▶ Work instruction
Reproduce the entries below in full and without error.

[Saved data entries]
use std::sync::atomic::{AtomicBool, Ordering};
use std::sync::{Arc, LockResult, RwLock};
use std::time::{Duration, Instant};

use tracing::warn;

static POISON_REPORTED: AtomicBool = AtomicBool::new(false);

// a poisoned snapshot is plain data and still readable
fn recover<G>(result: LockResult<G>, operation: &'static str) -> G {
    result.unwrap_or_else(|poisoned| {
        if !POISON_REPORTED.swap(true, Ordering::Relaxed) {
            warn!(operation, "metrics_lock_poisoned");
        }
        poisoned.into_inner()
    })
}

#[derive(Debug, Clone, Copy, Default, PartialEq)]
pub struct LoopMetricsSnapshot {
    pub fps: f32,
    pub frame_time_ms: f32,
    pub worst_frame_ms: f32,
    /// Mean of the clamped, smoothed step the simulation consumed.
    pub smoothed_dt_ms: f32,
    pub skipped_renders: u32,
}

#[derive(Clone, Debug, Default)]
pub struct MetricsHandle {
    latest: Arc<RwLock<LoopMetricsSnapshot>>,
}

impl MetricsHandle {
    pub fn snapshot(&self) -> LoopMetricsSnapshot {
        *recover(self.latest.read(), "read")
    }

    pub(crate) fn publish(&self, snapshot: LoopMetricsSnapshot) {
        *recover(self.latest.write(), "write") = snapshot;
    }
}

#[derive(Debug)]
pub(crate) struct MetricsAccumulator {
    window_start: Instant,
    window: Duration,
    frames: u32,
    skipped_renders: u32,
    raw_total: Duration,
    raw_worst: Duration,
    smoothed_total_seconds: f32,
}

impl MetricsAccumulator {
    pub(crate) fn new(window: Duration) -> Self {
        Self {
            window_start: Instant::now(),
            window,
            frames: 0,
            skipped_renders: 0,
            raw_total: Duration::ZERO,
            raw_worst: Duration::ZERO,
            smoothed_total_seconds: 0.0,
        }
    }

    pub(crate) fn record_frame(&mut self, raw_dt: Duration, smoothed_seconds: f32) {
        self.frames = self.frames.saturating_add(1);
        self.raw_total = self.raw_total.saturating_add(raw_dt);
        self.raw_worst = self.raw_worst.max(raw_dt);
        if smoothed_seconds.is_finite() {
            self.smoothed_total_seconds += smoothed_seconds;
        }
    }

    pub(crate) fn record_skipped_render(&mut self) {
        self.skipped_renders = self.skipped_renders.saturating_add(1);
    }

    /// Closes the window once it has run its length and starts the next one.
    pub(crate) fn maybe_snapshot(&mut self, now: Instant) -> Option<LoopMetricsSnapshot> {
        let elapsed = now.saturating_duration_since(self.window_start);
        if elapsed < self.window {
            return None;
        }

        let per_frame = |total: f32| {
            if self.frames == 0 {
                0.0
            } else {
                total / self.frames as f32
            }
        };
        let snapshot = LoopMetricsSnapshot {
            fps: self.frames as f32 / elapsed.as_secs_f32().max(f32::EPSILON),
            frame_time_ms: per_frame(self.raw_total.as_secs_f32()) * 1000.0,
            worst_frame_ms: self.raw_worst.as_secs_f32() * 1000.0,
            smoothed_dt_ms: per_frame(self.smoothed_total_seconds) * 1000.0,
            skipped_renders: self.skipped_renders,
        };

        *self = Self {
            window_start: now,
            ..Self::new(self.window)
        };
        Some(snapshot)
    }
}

▶ Result of this task
use std::sync::atomic::{AtomicBool, Ordering};
use std::sync::{Arc, LockResult, RwLock};
use std::time::{Duration, Instant};

use tracing::warn;

static POISON_REPORTED: AtomicBool = AtomicBool::new(false);

// a poisoned snapshot is plain data and still readable
fn recover<G>(result: LockResult<G>, operation: &'static str) -> G {
    result.unwrap_or_else(|poisoned| {
        if !POISON_REPORTED.swap(true, Ordering::Relaxed) {
            warn!(operation, "metrics_lock_poisoned");
        }
        poisoned.into_inner()
    })
}

#[derive(Debug, Clone, Copy, Default, PartialEq)]
pub struct LoopMetricsSnapshot {
    pub fps: f32,
    pub frame_time_ms: f32,
    pub worst_frame_ms: f32,
    /// Mean of the clamped, smoothed step the simulation consumed.
    pub smoothed_dt_ms: f32,
    pub skipped_renders: u32,
}

#[derive(Clone, Debug, Default)]
pub struct MetricsHandle {
    latest: Arc<RwLock<LoopMetricsSnapshot>>,
}

impl MetricsHandle {
    pub fn snapshot(&self) -> LoopMetricsSnapshot {
        *recover(self.latest.read(), "read")
    }

    pub(crate) fn publish(&self, snapshot: LoopMetricsSnapshot) {
        *recover(self.latest.write(), "write") = snapshot;
    }
}

#[derive(Debug)]
pub(crate) struct MetricsAccumulator {
    window_start: Instant,
    window: Duration,
    frames: u32,
    skipped_renders: u32,
    raw_total: Duration,
    raw_worst: Duration,
    smoothed_total_seconds: f32,
}

impl MetricsAccumulator {
    pub(crate) fn new(window: Duration) -> Self {
        Self {
            window_start: Instant::now(),
            window,
            frames: 0,
            skipped_renders: 0,
            raw_total: Duration::ZERO,
            raw_worst: Duration::ZERO,
            smoothed_total_seconds: 0.0,
        }
    }

    pub(crate) fn record_frame(&mut self, raw_dt: Duration, smoothed_seconds: f32) {
        self.frames = self.frames.saturating_add(1);
        self.raw_total = self.raw_total.saturating_add(raw_dt);
        self.raw_worst = self.raw_worst.max(raw_dt);
        if smoothed_seconds.is_finite() {
            self.smoothed_total_seconds += smoothed_seconds;
        }
    }

    pub(crate) fn record_skipped_render(&mut self) {
        self.skipped_renders = self.skipped_renders.saturating_add(1);
    }

    /// Closes the window once it has run its length and starts the next one.
    pub(crate) fn maybe_snapshot(&mut self, now: Instant) -> Option<LoopMetricsSnapshot> {
        let elapsed = now.saturating_duration_since(self.window_start);
        if elapsed < self.window {
            return None;
        }

        let per_frame = |total: f32| {
            if self.frames == 0 {
                0.0
            } else {
                total / self.frames as f32
            }
        };
        let snapshot = LoopMetricsSnapshot {
            fps: self.frames as f32 / elapsed.as_secs_f32().max(f32::EPSILON),
            frame_time_ms: per_frame(self.raw_total.as_secs_f32()) * 1000.0,
            worst_frame_ms: self.raw_worst.as_secs_f32() * 1000.0,
            smoothed_dt_ms: per_frame(self.smoothed_total_seconds) * 1000.0,
            skipped_renders: self.skipped_renders,
        };

        *self = Self {
            window_start: now,
            ..Self::new(self.window)
        };
        Some(snapshot)
    }
}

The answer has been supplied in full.